As part of the 7th International Workshops on Genotoxicity Testing held in Tokyo, Japan in November 2017, a workgroup of experts reviewed and assessed the risk of
aneugens for human health. The present manuscript is one of three manuscripts from the workgroup and reports on the unanimous consensus reached on the evidence for
aneugens affecting germ cells, their mechanisms of action and role in
hereditary diseases. There are 24 chemicals with strong or sufficient evidence for germ cell aneugenicity providing robust support for the ability of chemicals to induce germ cell
aneuploidy. Interference with microtubule dynamics or inhibition of
topoisomerase II function are clear characteristics of germ cell
aneugens.

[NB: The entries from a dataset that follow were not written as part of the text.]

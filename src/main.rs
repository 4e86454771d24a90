//! Jenkins Fingerprint CLI
//!
//! Entry point for the `jenkins-fingerprint` command-line tool.

use clap::{Parser, Subcommand};
use jenkins_api_types::fingerprint_of_file;
use jenkins_fingerprint::{
    verify_download, ArtifactCheck, ClientConfig, ConfigOverrides, Jenkins, Verified,
};
use std::path::{Path, PathBuf};
use std::process;
use tracing_subscriber::EnvFilter;

#[derive(Parser)]
#[command(name = "jenkins-fingerprint")]
#[command(about = "Check artifacts against Jenkins fingerprint records", version)]
struct Cli {
    /// Path to config file (default: ~/.config/jenkins-fingerprint/config.toml)
    #[arg(long, short = 'c', global = true)]
    config: Option<PathBuf>,

    /// Jenkins root URL (overrides JENKINS_URL)
    #[arg(long, global = true)]
    url: Option<String>,

    /// User for basic auth (overrides JENKINS_USER)
    #[arg(long, global = true)]
    user: Option<String>,

    /// Request timeout in seconds
    #[arg(long, global = true)]
    timeout: Option<u64>,

    /// Enable debug logging
    #[arg(long, short = 'v', global = true)]
    verbose: bool,

    #[command(subcommand)]
    command: Commands,
}

#[derive(Subcommand)]
enum Commands {
    /// Print the fingerprint (MD5) of a local file
    Hash {
        path: PathBuf,
    },

    /// Fail unless the server's record for a fingerprint is usable
    Validate {
        hash: String,
    },

    /// Show which build produced a fingerprint
    Info {
        hash: String,

        /// Output in JSON format
        #[arg(long)]
        json: bool,
    },

    /// Check a fingerprint against a job and build
    Check {
        hash: String,

        /// File name the artifact was archived under
        #[arg(long)]
        file: String,

        /// Full job name
        #[arg(long)]
        job: String,

        /// Build number
        #[arg(long)]
        build: u64,
    },

    /// Hash a downloaded artifact and check it against a job and build
    Verify {
        path: PathBuf,

        /// Full job name
        #[arg(long)]
        job: String,

        /// Build number
        #[arg(long)]
        build: u64,

        /// Archived file name (default: the local file name)
        #[arg(long)]
        file_name: Option<String>,

        /// Reject fingerprints the server does not track
        #[arg(long)]
        strict: bool,
    },
}

fn main() {
    let cli = Cli::parse();
    init_logging(cli.verbose);

    match &cli.command {
        Commands::Hash { path } => run_hash(path),
        Commands::Validate { hash } => {
            let (_, jenkins) = connect(&cli);
            run_validate(&jenkins, hash);
        }
        Commands::Info { hash, json } => {
            let (_, jenkins) = connect(&cli);
            run_info(&jenkins, hash, *json);
        }
        Commands::Check {
            hash,
            file,
            job,
            build,
        } => {
            let (_, jenkins) = connect(&cli);
            run_check(&jenkins, hash, file, job, *build);
        }
        Commands::Verify {
            path,
            job,
            build,
            file_name,
            ..
        } => {
            let (config, jenkins) = connect(&cli);
            let mut check =
                ArtifactCheck::new(job.clone(), *build).strict(config.strict_validation);
            if let Some(name) = file_name {
                check = check.with_file_name(name.clone());
            }
            run_verify(&jenkins, path, &check);
        }
    }
}

fn connect(cli: &Cli) -> (ClientConfig, Jenkins) {
    let config = match load_config(cli) {
        Ok(c) => c,
        Err(e) => {
            eprintln!("Configuration error: {}", e);
            process::exit(2);
        }
    };
    tracing::debug!(?config, "resolved configuration");

    match Jenkins::from_config(&config) {
        Ok(jenkins) => (config, jenkins),
        Err(e) => {
            eprintln!("Error creating HTTP client: {}", e);
            process::exit(3);
        }
    }
}

fn init_logging(verbose: bool) {
    let default_level = if verbose { "debug" } else { "info" };
    let filter =
        EnvFilter::try_from_default_env().unwrap_or_else(|_| EnvFilter::new(default_level));
    tracing_subscriber::fmt()
        .with_env_filter(filter)
        .with_writer(std::io::stderr)
        .with_target(false)
        .init();
}

fn load_config(cli: &Cli) -> Result<ClientConfig, jenkins_fingerprint::ConfigError> {
    let overrides = ConfigOverrides {
        base_url: cli.url.clone(),
        username: cli.user.clone(),
        timeout_seconds: cli.timeout,
        // Without --strict the file setting stands.
        strict_validation: match cli.command {
            Commands::Verify { strict: true, .. } => Some(true),
            _ => None,
        },
        ..ConfigOverrides::default()
    };
    ClientConfig::load(cli.config.as_deref(), &overrides)
}

fn run_hash(path: &Path) {
    match fingerprint_of_file(path) {
        Ok(id) => println!("{}", id),
        Err(e) => {
            eprintln!("Error hashing {}: {}", path.display(), e);
            process::exit(2);
        }
    }
}

fn run_validate(jenkins: &Jenkins, hash: &str) {
    if let Err(e) = jenkins.validate_fingerprint(hash) {
        eprintln!("{}", e);
        process::exit(e.exit_code());
    }
    println!("{}: valid", hash);
}

fn run_info(jenkins: &Jenkins, hash: &str, json_output: bool) {
    let info = match jenkins.get_artifact_data(hash) {
        Ok(info) => info,
        Err(e) => {
            eprintln!("{}", e);
            process::exit(e.exit_code());
        }
    };

    if json_output {
        match serde_json::to_string_pretty(&info) {
            Ok(json) => println!("{}", json),
            Err(e) => {
                eprintln!("Error serializing output: {}", e);
                process::exit(1);
            }
        }
    } else {
        println!("Job:   {}", info.job_name);
        println!("Build: {}", info.build_number);
        println!("File:  {}", info.file_name);
    }
}

fn run_check(jenkins: &Jenkins, hash: &str, file: &str, job: &str, build: u64) {
    match jenkins.validate_fingerprint_for_build(hash, file, job, build) {
        Ok(true) => println!("{}: matches {} #{}", hash, job, build),
        Ok(false) => {
            println!("{}: does not match {} #{}", hash, job, build);
            process::exit(1);
        }
        Err(e) => {
            eprintln!("{}", e);
            process::exit(e.exit_code());
        }
    }
}

fn run_verify(jenkins: &Jenkins, path: &Path, check: &ArtifactCheck) {
    match verify_download(jenkins, path, check) {
        Ok(Verified::Confirmed { id }) => {
            println!("{}: {} verified against {} #{}", path.display(), id, check.job, check.build)
        }
        Ok(Verified::Untracked { id }) => println!(
            "{}: {} not tracked by Jenkins; accepted without confirmation",
            path.display(),
            id
        ),
        Err(e) => {
            eprintln!("{}", e);
            process::exit(e.exit_code());
        }
    }
}
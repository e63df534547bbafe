// Cancellation signal for in-flight acquisitions

use tokio::sync::watch;

/// Aborts the acquisition loop of the client it was taken from
///
/// Cancelling interrupts the poll sleep; the pending `acquire` returns
/// [`LockError::Aborted`](crate::LockError::Aborted). A cancel issued while
/// no acquisition is running aborts the next one if it has to wait. Every
/// acquisition clears the signal when it returns, so a cancel never outlives
/// the acquisition that observed it.
#[derive(Clone)]
pub struct CancelHandle {
    tx: watch::Sender<bool>,
}

impl CancelHandle {
    pub(crate) fn new() -> Self {
        let (tx, _) = watch::channel(false);
        Self { tx }
    }

    pub(crate) fn subscribe(&self) -> watch::Receiver<bool> {
        self.tx.subscribe()
    }

    pub fn cancel(&self) {
        self.tx.send_replace(true);
    }

    pub fn is_cancelled(&self) -> bool {
        *self.tx.borrow()
    }

    pub(crate) fn reset(&self) {
        self.tx.send_replace(false);
    }
}

/// Resolves once the paired handle signals cancellation
pub(crate) async fn cancelled(rx: &mut watch::Receiver<bool>) {
    // A closed channel means no handle can cancel any more
    if rx.wait_for(|cancelled| *cancelled).await.is_err() {
        std::future::pending::<()>().await;
    }
}

#[cfg(test)]
mod tests {
    use std::time::Duration;

    use super::*;

    #[tokio::test]
    async fn test_cancel_wakes_waiter() {
        let handle = CancelHandle::new();
        let mut rx = handle.subscribe();
        let remote = handle.clone();

        tokio::spawn(async move {
            tokio::time::sleep(Duration::from_millis(20)).await;
            remote.cancel();
        });

        tokio::time::timeout(Duration::from_secs(1), cancelled(&mut rx))
            .await
            .expect("cancel should wake the waiter");
        assert!(handle.is_cancelled());

        handle.reset();
        assert!(!handle.is_cancelled());
    }

    #[tokio::test]
    async fn test_not_cancelled_stays_pending() {
        let handle = CancelHandle::new();
        let mut rx = handle.subscribe();
        let result = tokio::time::timeout(Duration::from_millis(30), cancelled(&mut rx)).await;
        assert!(result.is_err());
        assert!(!handle.is_cancelled());
    }

    #[tokio::test]
    async fn test_cancel_before_wait_is_observed() {
        let handle = CancelHandle::new();
        handle.cancel();

        let mut rx = handle.subscribe();
        tokio::time::timeout(Duration::from_millis(100), cancelled(&mut rx))
            .await
            .expect("pending cancel should be observed immediately");
    }
}
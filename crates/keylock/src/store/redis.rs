//! Redis lock store
//!
//! Maps the lock primitives onto single Redis commands:
//!
//! | Primitive            | Redis                     |
//! |----------------------|---------------------------|
//! | `set_if_absent`      | `SET key value NX`        |
//! | `get`                | `GET key`                 |
//! | `swap`               | `GETSET key value`        |
//! | `delete`             | `DEL key`                 |
//! | `compare_and_delete` | Lua script (GET + DEL)    |
//! | `compare_and_swap`   | Lua script (GET + SET)    |
//!
//! Scripts run atomically on the server, so the conditional primitives keep
//! the same per-key atomicity as the plain commands.
//!
//! ```ignore
//! use keylock::store::RedisStore;
//!
//! let store = RedisStore::connect("redis://127.0.0.1:6379").await?;
//! ```

use async_trait::async_trait;
use redis::aio::MultiplexedConnection;
use redis::{AsyncCommands, Client, Script};

use super::LockStore;
use crate::error::StoreError;

const COMPARE_AND_DELETE: &str = r#"
if redis.call('GET', KEYS[1]) == ARGV[1] then
    return redis.call('DEL', KEYS[1])
end
return 0
"#;

const COMPARE_AND_SWAP: &str = r#"
if redis.call('GET', KEYS[1]) == ARGV[1] then
    redis.call('SET', KEYS[1], ARGV[2])
    return 1
end
return 0
"#;

/// [`LockStore`] backed by a single Redis server
///
/// Uses one multiplexed connection, cloned per call.
#[derive(Clone)]
pub struct RedisStore {
    connection: MultiplexedConnection,
    compare_and_delete: Script,
    compare_and_swap: Script,
}

impl RedisStore {
    /// Connect to the server at `url` (e.g. "redis://localhost:6379")
    pub async fn connect(url: &str) -> Result<Self, StoreError> {
        let client = Client::open(url).map_err(|e| StoreError::Unavailable(format!(
            "failed to create Redis client: {}",
            e
        )))?;
        let connection = client
            .get_multiplexed_async_connection()
            .await
            .map_err(|e| StoreError::Unavailable(format!("failed to connect to Redis: {}", e)))?;

        Ok(Self {
            connection,
            compare_and_delete: Script::new(COMPARE_AND_DELETE),
            compare_and_swap: Script::new(COMPARE_AND_SWAP),
        })
    }
}

#[async_trait]
impl LockStore for RedisStore {
    async fn set_if_absent(&self, key: &str, value: &str) -> Result<bool, StoreError> {
        let mut conn = self.connection.clone();
        let written: bool = conn.set_nx(key, value).await?;
        Ok(written)
    }

    async fn get(&self, key: &str) -> Result<Option<String>, StoreError> {
        let mut conn = self.connection.clone();
        let value: Option<String> = conn.get(key).await?;
        Ok(value)
    }

    async fn swap(&self, key: &str, value: &str) -> Result<Option<String>, StoreError> {
        let mut conn = self.connection.clone();
        let previous: Option<String> = conn.getset(key, value).await?;
        Ok(previous)
    }

    async fn delete(&self, key: &str) -> Result<(), StoreError> {
        let mut conn = self.connection.clone();
        let _: i64 = conn.del(key).await?;
        Ok(())
    }

    async fn compare_and_delete(&self, key: &str, expected: &str) -> Result<bool, StoreError> {
        let mut conn = self.connection.clone();
        let removed: i64 = self
            .compare_and_delete
            .key(key)
            .arg(expected)
            .invoke_async(&mut conn)
            .await?;
        Ok(removed > 0)
    }

    async fn compare_and_swap(
        &self,
        key: &str,
        expected: &str,
        value: &str,
    ) -> Result<bool, StoreError> {
        let mut conn = self.connection.clone();
        let swapped: i64 = self
            .compare_and_swap
            .key(key)
            .arg(expected)
            .arg(value)
            .invoke_async(&mut conn)
            .await?;
        Ok(swapped == 1)
    }
}
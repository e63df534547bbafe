//! Key-value store abstraction used by the lock protocol
//!
//! Every primitive must be atomic and linearizable for a single key. The
//! protocol never composes two calls into a read-modify-write where
//! atomicity matters; it relies on these primitives alone.

use async_trait::async_trait;

use crate::error::StoreError;

mod memory;
#[cfg(feature = "redis")]
mod redis;

pub use memory::MemoryStore;
#[cfg(feature = "redis")]
pub use self::redis::RedisStore;

/// Atomic single-key operations the lock client relies on
#[async_trait]
pub trait LockStore: Send + Sync {
    /// Store `value` only if `key` has no value. Returns whether it was written.
    async fn set_if_absent(&self, key: &str, value: &str) -> Result<bool, StoreError>;

    /// Current value of `key`
    async fn get(&self, key: &str) -> Result<Option<String>, StoreError>;

    /// Unconditionally store `value`, returning the value it replaced
    async fn swap(&self, key: &str, value: &str) -> Result<Option<String>, StoreError>;

    /// Remove `key` unconditionally
    async fn delete(&self, key: &str) -> Result<(), StoreError>;

    /// Remove `key` only if its value equals `expected`. Returns whether it was removed.
    async fn compare_and_delete(&self, key: &str, expected: &str) -> Result<bool, StoreError>;

    /// Replace the value of `key` with `value` only if it currently equals `expected`
    async fn compare_and_swap(
        &self,
        key: &str,
        expected: &str,
        value: &str,
    ) -> Result<bool, StoreError>;
}
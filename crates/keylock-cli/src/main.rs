//! keylock - run commands under a lease lock held in Redis

mod cli;
mod commands;
mod logging;

use std::process::ExitCode;
use std::sync::Arc;

use anyhow::Context;
use clap::Parser;
use keylock::{LockStore, RedisStore};
use tracing::error;

use cli::{Cli, Command};
use logging::LoggingConfig;

#[tokio::main]
async fn main() -> ExitCode {
    let cli = Cli::parse();

    if let Err(e) = logging::init_logging(&LoggingConfig::from_env().verbose(cli.verbose)) {
        eprintln!("failed to initialize logging: {}", e);
    }
    keylock::metrics::describe_metrics();

    match run(cli).await {
        Ok(code) => code,
        Err(e) => {
            error!("{:#}", e);
            ExitCode::FAILURE
        }
    }
}

async fn run(cli: Cli) -> anyhow::Result<ExitCode> {
    let store: Arc<dyn LockStore> = Arc::new(
        RedisStore::connect(&cli.redis_url)
            .await
            .with_context(|| format!("failed to connect to {}", cli.redis_url))?,
    );

    match cli.command {
        Command::Exec(args) => commands::exec(store, args).await,
        Command::Status(args) => commands::status(store, args).await,
        Command::Break(args) => commands::force_break(store, args).await,
    }
}
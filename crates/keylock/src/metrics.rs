// Lock observability
// Counters and histograms through the metrics facade, plus a steal tracker
// that flags a lease token captured by more than one steal

use std::sync::Arc;
use std::time::Duration;

use dashmap::DashMap;
use metrics::{counter, describe_counter, describe_histogram, histogram};
use tracing::warn;

pub const ACQUIRE_TOTAL: &str = "keylock_acquire_total";
pub const ACQUIRE_WAIT_SECONDS: &str = "keylock_acquire_wait_seconds";
pub const STEAL_TOTAL: &str = "keylock_steal_total";
pub const RELEASE_TOTAL: &str = "keylock_release_total";

/// Register metric descriptions
/// Call once at startup, after installing a recorder
pub fn describe_metrics() {
    describe_counter!(
        ACQUIRE_TOTAL,
        "Total lock acquisitions by outcome (acquired, timeout, aborted, error)"
    );
    describe_histogram!(
        ACQUIRE_WAIT_SECONDS,
        "Time spent in acquire before it returned, in seconds"
    );
    describe_counter!(STEAL_TOTAL, "Steal attempts on expired leases by outcome");
    describe_counter!(
        RELEASE_TOTAL,
        "Total lock releases by outcome (released, lost, not_held)"
    );
}

pub(crate) fn record_acquire(outcome: &'static str, waited: Duration) {
    counter!(ACQUIRE_TOTAL, "outcome" => outcome).increment(1);
    histogram!(ACQUIRE_WAIT_SECONDS).record(waited.as_secs_f64());
}

pub(crate) fn record_steal(outcome: &'static str) {
    counter!(STEAL_TOTAL, "outcome" => outcome).increment(1);
}

pub(crate) fn record_release(outcome: &'static str) {
    counter!(RELEASE_TOTAL, "outcome" => outcome).increment(1);
}

/// Counts how many winning steals captured each expired token
///
/// Share one tracker between clients with `Arc`. Under a correct store every
/// count stays at 1; a higher count means two clients both believed they
/// won the same steal.
#[derive(Debug, Default)]
pub struct ContentionTracker {
    steals: DashMap<String, u64>,
}

impl ContentionTracker {
    pub fn new() -> Self {
        Self::default()
    }

    pub fn shared() -> Arc<Self> {
        Arc::new(Self::new())
    }

    /// Record a winning steal of `overwritten`, returning its new count
    pub fn record_steal(&self, key: &str, overwritten: &str) -> u64 {
        let count = {
            let mut entry = self.steals.entry(overwritten.to_string()).or_insert(0);
            *entry += 1;
            *entry
        };
        if count > 1 {
            warn!(
                key = %key,
                token = %overwritten,
                count,
                "Lease token captured by more than one steal"
            );
        }
        count
    }

    /// Number of winning steals recorded for `token`
    pub fn steals_of(&self, token: &str) -> u64 {
        self.steals.get(token).map(|c| *c).unwrap_or(0)
    }

    /// Tokens captured by more than one steal
    pub fn duplicates(&self) -> Vec<(String, u64)> {
        self.steals
            .iter()
            .filter(|entry| *entry.value() > 1)
            .map(|entry| (entry.key().clone(), *entry.value()))
            .collect()
    }

    /// Total winning steals recorded
    pub fn total(&self) -> u64 {
        self.steals.iter().map(|entry| *entry.value()).sum()
    }

    pub fn clear(&self) {
        self.steals.clear();
    }
}
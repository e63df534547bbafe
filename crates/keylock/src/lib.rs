//! Keylock - lease-based mutual exclusion over a shared key-value store
//!
//! This crate provides:
//! - Lock client with claim, expired-lease steal, and owner-scoped release
//! - Lease token codec (`<expiry millis>_<owner id>`)
//! - Store abstraction with in-memory and Redis backends
//! - Configuration loading from files and `KEYLOCK_*` environment variables
//! - Metrics and steal diagnostics

pub mod cancel;
pub mod client;
pub mod config;
pub mod error;
pub mod metrics;
pub mod store;
pub mod token;

// Re-exports for convenience
pub use cancel::CancelHandle;
pub use client::{LockClient, ReleaseOutcome};
pub use config::{ConfigOverrides, LockConfig};
pub use error::{LockError, Result, StoreError};
pub use metrics::ContentionTracker;
pub use store::{LockStore, MemoryStore};
pub use token::LeaseToken;

#[cfg(feature = "redis")]
pub use store::RedisStore;
// In-process lock store
// Backs each key with a DashMap entry so every primitive is atomic per key

use std::sync::Arc;

use async_trait::async_trait;
use dashmap::DashMap;
use dashmap::mapref::entry::Entry;

use super::LockStore;
use crate::error::StoreError;

/// In-memory [`LockStore`] shared by cloning
///
/// Clients in the same process that share a `MemoryStore` contend exactly as
/// they would against a remote store.
#[derive(Clone, Default)]
pub struct MemoryStore {
    entries: Arc<DashMap<String, String>>,
}

impl MemoryStore {
    pub fn new() -> Self {
        Self::default()
    }

    /// Number of keys currently stored
    pub fn len(&self) -> usize {
        self.entries.len()
    }

    pub fn is_empty(&self) -> bool {
        self.entries.is_empty()
    }
}

#[async_trait]
impl LockStore for MemoryStore {
    async fn set_if_absent(&self, key: &str, value: &str) -> Result<bool, StoreError> {
        match self.entries.entry(key.to_string()) {
            Entry::Occupied(_) => Ok(false),
            Entry::Vacant(entry) => {
                entry.insert(value.to_string());
                Ok(true)
            }
        }
    }

    async fn get(&self, key: &str) -> Result<Option<String>, StoreError> {
        Ok(self.entries.get(key).map(|v| v.value().clone()))
    }

    async fn swap(&self, key: &str, value: &str) -> Result<Option<String>, StoreError> {
        Ok(self.entries.insert(key.to_string(), value.to_string()))
    }

    async fn delete(&self, key: &str) -> Result<(), StoreError> {
        self.entries.remove(key);
        Ok(())
    }

    async fn compare_and_delete(&self, key: &str, expected: &str) -> Result<bool, StoreError> {
        Ok(self
            .entries
            .remove_if(key, |_, current| current == expected)
            .is_some())
    }

    async fn compare_and_swap(
        &self,
        key: &str,
        expected: &str,
        value: &str,
    ) -> Result<bool, StoreError> {
        match self.entries.get_mut(key) {
            Some(mut current) if current.value() == expected => {
                *current = value.to_string();
                Ok(true)
            }
            _ => Ok(false),
        }
    }
}
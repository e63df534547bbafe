//! Console logging for the keylock CLI
//!
//! Events go to stderr so command output on stdout stays clean. The filter
//! comes from `RUST_LOG`, falling back to `KEYLOCK_LOG_LEVEL`, then `info`.

use tracing::Level;
use tracing_subscriber::layer::SubscriberExt;
use tracing_subscriber::util::SubscriberInitExt;
use tracing_subscriber::{EnvFilter, Registry, fmt};

/// Logging configuration for the CLI
#[derive(Debug, Clone)]
pub struct LoggingConfig {
    /// Default level when `RUST_LOG` is unset
    pub level: Level,
    /// Include module targets in each line
    pub with_target: bool,
}

impl Default for LoggingConfig {
    fn default() -> Self {
        Self {
            level: Level::INFO,
            with_target: false,
        }
    }
}

impl LoggingConfig {
    /// Create from environment variables.
    pub fn from_env() -> Self {
        let level = std::env::var("KEYLOCK_LOG_LEVEL")
            .ok()
            .and_then(|v| v.parse().ok())
            .unwrap_or(Level::INFO);

        Self {
            level,
            ..Default::default()
        }
    }

    /// Raise the level to DEBUG when `verbose` is set
    pub fn verbose(mut self, verbose: bool) -> Self {
        if verbose {
            self.level = Level::DEBUG;
            self.with_target = true;
        }
        self
    }
}

pub fn init_logging(config: &LoggingConfig) -> anyhow::Result<()> {
    let filter = EnvFilter::try_from_default_env()
        .unwrap_or_else(|_| EnvFilter::new(config.level.as_str().to_lowercase()));

    Registry::default()
        .with(filter)
        .with(
            fmt::layer()
                .with_writer(std::io::stderr)
                .with_target(config.with_target),
        )
        .try_init()?;

    Ok(())
}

Although there are mechanisms of chromosome segregation that are unique to germ cells, there is currently no evidence for germ cell-specific
aneugens. However, the available data are heavily skewed toward chemicals that are aneugenic in somatic cells. Development of high-throughput screening assays in suitable animal models for exploring additional targets for
aneuploidy induction, such as meiosis-specific
proteins, and to prioritize chemicals for the potential to be germ cell
aneugens is encouraged. Evidence in animal models support that: oocytes are more sensitive than spermatocytes and somatic cells to
aneugens; exposure to
aneugens leads to
aneuploid conceptuses; and, the frequencies of
aneuploidy are similar in germ cells and zygotes. Although
aneuploidy in germ cells is a significant cause of
infertility and pregnancy loss in humans, there is currently limited evidence that
aneugens induce
hereditary diseases in human populations because the great majority of
aneuploid conceptuses die in utero. Overall, the present work underscores the importance of protecting the human population from exposure to chemicals that can induce
aneuploidy in germ cells that, in contrast to carcinogenicity, is directly linked to an adverse outcome.